The Numbers After Twelve Months
Here's where I ended up, roughly:
- Vitamin subscription cancelled: £240/year saved
- Dental plan switched: £80/year saved
- Meditation app cancelled: £120/year saved
- Gym switched to pay-as-you-go: roughly £180/year saved
Total: around £620 in annual savings, though I'm being conservative and calling it £240 for the health subscriptions alone (excluding the gym, which I consider a separate lifestyle decision).
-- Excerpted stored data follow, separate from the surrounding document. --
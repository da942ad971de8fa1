// SPDX-License-Identifier: PMPL-1.0-or-later
// Copyright (c) 2026 Jonathan D.A. Jewell (hyperpolymath) <jonathan.jewell@open.ac.uk>
//
// Scan pipeline — orchestrates one scan from a decoded photograph to a
// rectified, binarized page.
//
//   AwaitingInput -> CandidateScan -> Rectified
//                                  \-> Unrectified (input handed back as-is)
//
// Contour search runs on a copy downscaled to a fixed working height; the
// selected quad is scaled back up so the warp samples the full-resolution
// source.

use flatscan_core::config::ScanConfig;
use flatscan_core::error::{Result, ScanError};
use flatscan_core::geometry::{PointOrderer, RectangleSizer};
use flatscan_core::types::{CandidateContour, DestinationRect, OrderedQuad, ScanState};
use image::{DynamicImage, GenericImageView, Rgb};
use tracing::{debug, info, instrument, warn};

use super::detect::{
    ContourDetector, DouglasPeucker, EdgeContourDetector, PolygonApproximator, prepare_edges,
};
use super::enhance::{AdaptiveThreshold, Binarizer};
use super::homography::HomographyRectifier;
use super::select::QuadSelector;
use crate::image::processor::ImageProcessor;
use crate::overlay::draw_closed_polyline;

/// Result of one scan.
#[derive(Debug, Clone)]
pub struct ScanOutcome {
    /// `Rectified` or `Unrectified`.
    pub state: ScanState,
    /// The binarized page, or the untouched input when unrectified.
    pub scanned: DynamicImage,
    /// Working copy with the detected outline drawn on it, or the untouched
    /// input when unrectified.
    pub overlay: DynamicImage,
    /// Page corners in source-image coordinates.
    pub quad: Option<OrderedQuad>,
    pub rect: Option<DestinationRect>,
}

impl ScanOutcome {
    fn unrectified(image: &DynamicImage) -> Self {
        Self {
            state: ScanState::Unrectified,
            scanned: image.clone(),
            overlay: image.clone(),
            quad: None,
            rect: None,
        }
    }

    pub fn is_rectified(&self) -> bool {
        self.state == ScanState::Rectified
    }
}

/// The document scanner. Stateless between calls, so one instance can serve
/// many threads.
pub struct ScanPipeline {
    config: ScanConfig,
    detector: Box<dyn ContourDetector>,
    approximator: Box<dyn PolygonApproximator>,
    binarizer: Box<dyn Binarizer>,
}

impl Default for ScanPipeline {
    fn default() -> Self {
        Self::with_parts(ScanConfig::default())
    }
}

impl ScanPipeline {
    /// Build a pipeline with the default imaging collaborators.
    pub fn new(config: ScanConfig) -> Result<Self> {
        config.validate()?;
        Ok(Self::with_parts(config))
    }

    fn with_parts(config: ScanConfig) -> Self {
        let binarizer = AdaptiveThreshold::from_config(&config.threshold);
        Self {
            config,
            detector: Box::new(EdgeContourDetector),
            approximator: Box::new(DouglasPeucker),
            binarizer: Box::new(binarizer),
        }
    }

    pub fn with_detector(mut self, detector: impl ContourDetector + 'static) -> Self {
        self.detector = Box::new(detector);
        self
    }

    pub fn with_approximator(mut self, approximator: impl PolygonApproximator + 'static) -> Self {
        self.approximator = Box::new(approximator);
        self
    }

    pub fn with_binarizer(mut self, binarizer: impl Binarizer + 'static) -> Self {
        self.binarizer = Box::new(binarizer);
        self
    }

    pub fn config(&self) -> &ScanConfig {
        &self.config
    }

    fn selector(&self) -> QuadSelector {
        QuadSelector::new(
            self.config.candidate_cap,
            self.config.approx_tolerance,
            self.config.policy,
        )
    }

    /// Scan a photograph.
    ///
    /// Returns `Unrectified` with the caller's image when no page outline is
    /// found. Fails with `InvalidInput` on an empty image and with
    /// `DegenerateQuad` when the selected outline has collinear corners.
    #[instrument(skip_all, fields(width = image.width(), height = image.height()))]
    pub fn scan(&self, image: &DynamicImage) -> Result<ScanOutcome> {
        let (width, height) = image.dimensions();
        if width == 0 || height == 0 {
            return Err(ScanError::InvalidInput("cannot scan an empty image".into()));
        }

        let working_height = self.config.working_height;
        let ratio = height as f64 / working_height as f64;
        let working = ImageProcessor::from_dynamic(image.clone())
            .resize_to_height(working_height)
            .into_dynamic();
        debug!(
            working_w = working.width(),
            working_h = working.height(),
            ratio,
            "Working copy ready"
        );

        let edges = prepare_edges(
            &working.to_luma8(),
            self.config.blur_sigma,
            self.config.canny_low,
            self.config.canny_high,
        );
        let candidates = self.detector.detect_contours(&edges);

        self.run(image, &working, &candidates, self.approximator.as_ref(), ratio)
    }

    /// Like [`scan`](Self::scan), but a degenerate outline also falls back to
    /// the unrectified input instead of failing.
    pub fn scan_or_original(&self, image: &DynamicImage) -> Result<ScanOutcome> {
        match self.scan(image) {
            Err(err) if err.is_recoverable() => {
                warn!(reason = %err, "Unusable page outline; returning input unrectified");
                Ok(ScanOutcome::unrectified(image))
            }
            other => other,
        }
    }

    /// Select and rectify from candidates the caller traced itself, in
    /// `image` coordinates. The overlay is drawn on a copy of `image`.
    pub fn scan_contours(
        &self,
        image: &DynamicImage,
        candidates: &[CandidateContour],
        approximator: &dyn PolygonApproximator,
    ) -> Result<ScanOutcome> {
        if image.width() == 0 || image.height() == 0 {
            return Err(ScanError::InvalidInput("cannot scan an empty image".into()));
        }
        self.run(image, image, candidates, approximator, 1.0)
    }

    fn run(
        &self,
        image: &DynamicImage,
        working: &DynamicImage,
        candidates: &[CandidateContour],
        approximator: &dyn PolygonApproximator,
        ratio: f64,
    ) -> Result<ScanOutcome> {
        transition(ScanState::AwaitingInput, ScanState::CandidateScan);

        let selection = match self.selector().select(candidates, approximator) {
            Ok(selection) => selection,
            Err(ScanError::NoQuadFound) => {
                transition(ScanState::CandidateScan, ScanState::Unrectified);
                info!(candidates = candidates.len(), "No page outline found");
                return Ok(ScanOutcome::unrectified(image));
            }
            Err(err) => return Err(err),
        };

        let quad = PointOrderer::order(&selection.quad.scale(ratio));
        let rect = RectangleSizer::size(&quad);
        debug!(
            tl = %quad.top_left(),
            tr = %quad.top_right(),
            br = %quad.bottom_right(),
            bl = %quad.bottom_left(),
            width = rect.width,
            height = rect.height,
            "Page outline ordered"
        );

        let warped = HomographyRectifier::new(self.config.interpolation)
            .rectify(image, &quad, rect)?;
        let binary = self.binarizer.binarize(&warped.to_luma8());
        let scanned = DynamicImage::ImageRgb8(DynamicImage::ImageLuma8(binary).to_rgb8());

        let mut overlay = working.to_rgb8();
        draw_closed_polyline(
            &mut overlay,
            &PointOrderer::order(&selection.quad).corners(),
            Rgb(self.config.overlay.color),
            self.config.overlay.thickness,
        );

        transition(ScanState::CandidateScan, ScanState::Rectified);
        info!(
            rank = selection.rank,
            width = rect.width,
            height = rect.height,
            aspect = rect.aspect_ratio(),
            "Page rectified"
        );

        Ok(ScanOutcome {
            state: ScanState::Rectified,
            scanned,
            overlay: DynamicImage::ImageRgb8(overlay),
            quad: Some(quad),
            rect: Some(rect),
        })
    }
}

fn transition(from: ScanState, to: ScanState) {
    debug!(%from, %to, "Scan state");
}

#[cfg(test)]
mod tests {
    use super::*;
    use flatscan_core::types::Point2D;
    use image::{GrayImage, Luma, RgbImage};
    use imageproc::drawing::{draw_filled_circle_mut, draw_polygon_mut};
    use imageproc::point::Point;

    /// Bright, slightly rotated A4-proportioned sheet on a dark table.
    fn photographed_page() -> DynamicImage {
        let mut img = RgbImage::from_pixel(800, 1000, Rgb([30, 30, 35]));
        let corners = [
            Point::new(150, 120),
            Point::new(640, 180),
            Point::new(600, 880),
            Point::new(110, 820),
        ];
        draw_polygon_mut(&mut img, &corners, Rgb([230, 228, 225]));
        DynamicImage::ImageRgb8(img)
    }

    fn is_two_tone_rgb(img: &DynamicImage) -> bool {
        img.to_rgb8().pixels().all(|p| {
            let [r, g, b] = p.0;
            r == g && g == b && (r == 0 || r == 255)
        })
    }

    #[test]
    fn oblique_page_is_rectified() {
        let outcome = ScanPipeline::default().scan(&photographed_page()).unwrap();
        assert_eq!(outcome.state, ScanState::Rectified);

        let rect = outcome.rect.unwrap();
        assert!((rect.aspect_ratio() - 1.414).abs() < 0.05, "{rect:?}");
        assert!((480..=510).contains(&rect.width), "{rect:?}");
        assert_eq!(outcome.scanned.dimensions(), (rect.width, rect.height));
        assert!(is_two_tone_rgb(&outcome.scanned));

        let quad = outcome.quad.unwrap();
        assert!(quad.top_left().distance(&Point2D::new(150.0, 120.0)) < 12.0);
        assert!(quad.bottom_right().distance(&Point2D::new(600.0, 880.0)) < 12.0);
    }

    #[test]
    fn overlay_is_working_copy_with_outline() {
        let outcome = ScanPipeline::default().scan(&photographed_page()).unwrap();
        assert_eq!(outcome.overlay.height(), 500);
        let green = outcome
            .overlay
            .to_rgb8()
            .pixels()
            .filter(|p| p.0 == [0, 255, 0])
            .count();
        assert!(green > 500);
    }

    #[test]
    fn blank_frame_is_returned_byte_identical() {
        let img = DynamicImage::ImageLuma8(GrayImage::from_pixel(300, 400, Luma([128])));
        let outcome = ScanPipeline::default().scan(&img).unwrap();
        assert_eq!(outcome.state, ScanState::Unrectified);
        assert_eq!(outcome.scanned.color(), img.color());
        assert_eq!(outcome.scanned.as_bytes(), img.as_bytes());
        assert_eq!(outcome.overlay.as_bytes(), img.as_bytes());
        assert!(outcome.quad.is_none() && outcome.rect.is_none());
    }

    #[test]
    fn round_object_is_not_a_page() {
        let mut img = RgbImage::from_pixel(400, 400, Rgb([20, 20, 20]));
        draw_filled_circle_mut(&mut img, (200, 200), 110, Rgb([240, 240, 240]));
        let img = DynamicImage::ImageRgb8(img);
        let outcome = ScanPipeline::default().scan(&img).unwrap();
        assert!(!outcome.is_rectified());
        assert_eq!(outcome.scanned.as_bytes(), img.as_bytes());
    }

    #[test]
    fn empty_image_is_invalid_input() {
        let err = ScanPipeline::default()
            .scan(&DynamicImage::new_rgb8(0, 0))
            .unwrap_err();
        assert!(matches!(err, ScanError::InvalidInput(_)));
    }

    #[test]
    fn invalid_config_is_rejected() {
        let config = ScanConfig {
            candidate_cap: 0,
            ..ScanConfig::default()
        };
        assert!(matches!(ScanPipeline::new(config), Err(ScanError::Config(_))));
    }

    /// Reports every candidate as four collinear points.
    struct Flattening;

    impl PolygonApproximator for Flattening {
        fn approximate_polygon(&self, _: &CandidateContour, _: f64) -> Vec<Point2D> {
            (0..4).map(|i| Point2D::new(i as f64 * 20.0, i as f64 * 20.0)).collect()
        }
    }

    #[test]
    fn degenerate_outline_fails_or_falls_back() {
        let pipeline = ScanPipeline::default().with_approximator(Flattening);
        let page = photographed_page();

        assert!(matches!(
            pipeline.scan(&page),
            Err(ScanError::DegenerateQuad(_))
        ));

        let outcome = pipeline.scan_or_original(&page).unwrap();
        assert_eq!(outcome.state, ScanState::Unrectified);
        assert_eq!(outcome.scanned.as_bytes(), page.as_bytes());
    }

    #[test]
    fn fallback_still_rejects_bad_input() {
        let err = ScanPipeline::default()
            .scan_or_original(&DynamicImage::new_rgb8(0, 0))
            .unwrap_err();
        assert!(!err.is_recoverable());
        assert!(matches!(err, ScanError::InvalidInput(_)));
    }

    #[test]
    fn caller_supplied_contours_skip_detection() {
        let img = DynamicImage::ImageLuma8(GrayImage::from_pixel(200, 150, Luma([200])));
        let outline = vec![
            Point2D::new(20.0, 30.0),
            Point2D::new(170.0, 30.0),
            Point2D::new(170.0, 130.0),
            Point2D::new(20.0, 130.0),
        ];
        let candidates = vec![CandidateContour::from_points(outline)];

        let outcome = ScanPipeline::default()
            .scan_contours(&img, &candidates, &DouglasPeucker)
            .unwrap();
        assert!(outcome.is_rectified());
        assert_eq!(outcome.rect, Some(DestinationRect::new(150, 100)));
        assert_eq!(outcome.overlay.dimensions(), (200, 150));
    }
}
The point isn't the exact figure. It's that these savings required about an hour of effort upfront and a few minutes of maintenance each month. Once you automate direct debits UK banking apps make it genuinely easy to stay on top of recurring payments without thinking about them constantly.
Your Next Step
Open your banking app right now and look at your direct debits. Just look. You don't have to cancel anything today. But I'd bet there's at least one payment leaving your account every month that you'd forgotten about — or one you're overpaying for because you never got around to switching.
That Sunday morning scroll through my statement saved me £240 a year. Yours might save you more.